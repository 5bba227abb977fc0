//! Host capability seams.
//!
//! A [`CapabilityBroker`] hands out a [`FileCapability`] for one user-chosen
//! file. The capability can be read as a whole and can open a [`WriteStream`]
//! that writes back to the same file without asking the user again.
//!
//! - [`local`]: real files on the local file system
//! - [`prompt`]: broker that asks the terminal UI for a path
//! - [`memory`]: in-memory debug/test host

use std::fmt;

use async_trait::async_trait;

use crate::error::Result;

pub mod local;
pub mod memory;
pub mod prompt;

pub use local::{LocalFile, LocalWriteStream};
pub use memory::{LedgerEvent, MemoryBroker, MemoryFile};
pub use prompt::{PickRequest, PromptBroker};

/// Obtains file capabilities from the host.
#[async_trait]
pub trait CapabilityBroker: Send + Sync {
    /// Ask the host for a file.
    ///
    /// # Errors
    ///
    /// [`SessionError::UserCancelled`](crate::error::SessionError::UserCancelled)
    /// when the selection is dismissed,
    /// [`SessionError::PlatformDenied`](crate::error::SessionError::PlatformDenied)
    /// when the host refuses it.
    async fn acquire(&self) -> Result<Box<dyn FileCapability>>;
}

/// Host-granted access to one file.
#[async_trait]
pub trait FileCapability: Send + Sync + fmt::Debug {
    /// Display name of the file.
    fn name(&self) -> &str;

    /// Read the whole file as text.
    async fn read(&self) -> Result<String>;

    /// Open an output stream bound to this file.
    async fn open_writable(&self) -> Result<Box<dyn WriteStream>>;
}

/// Open output channel bound to one capability.
///
/// Implementations treat a second `close` as a no-op.
#[async_trait]
pub trait WriteStream: Send + Sync + fmt::Debug {
    /// Replace the file contents with `text`.
    async fn write(&mut self, text: &str) -> Result<()>;

    /// Flush and release the stream.
    async fn close(&mut self) -> Result<()>;
}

------------------------

From the listing, copy each line containing the word "that".

RESULT OF THIS TASK:
//! that writes back to the same file without asking the user again.
//! - [`prompt`]: broker that asks the terminal UI for a path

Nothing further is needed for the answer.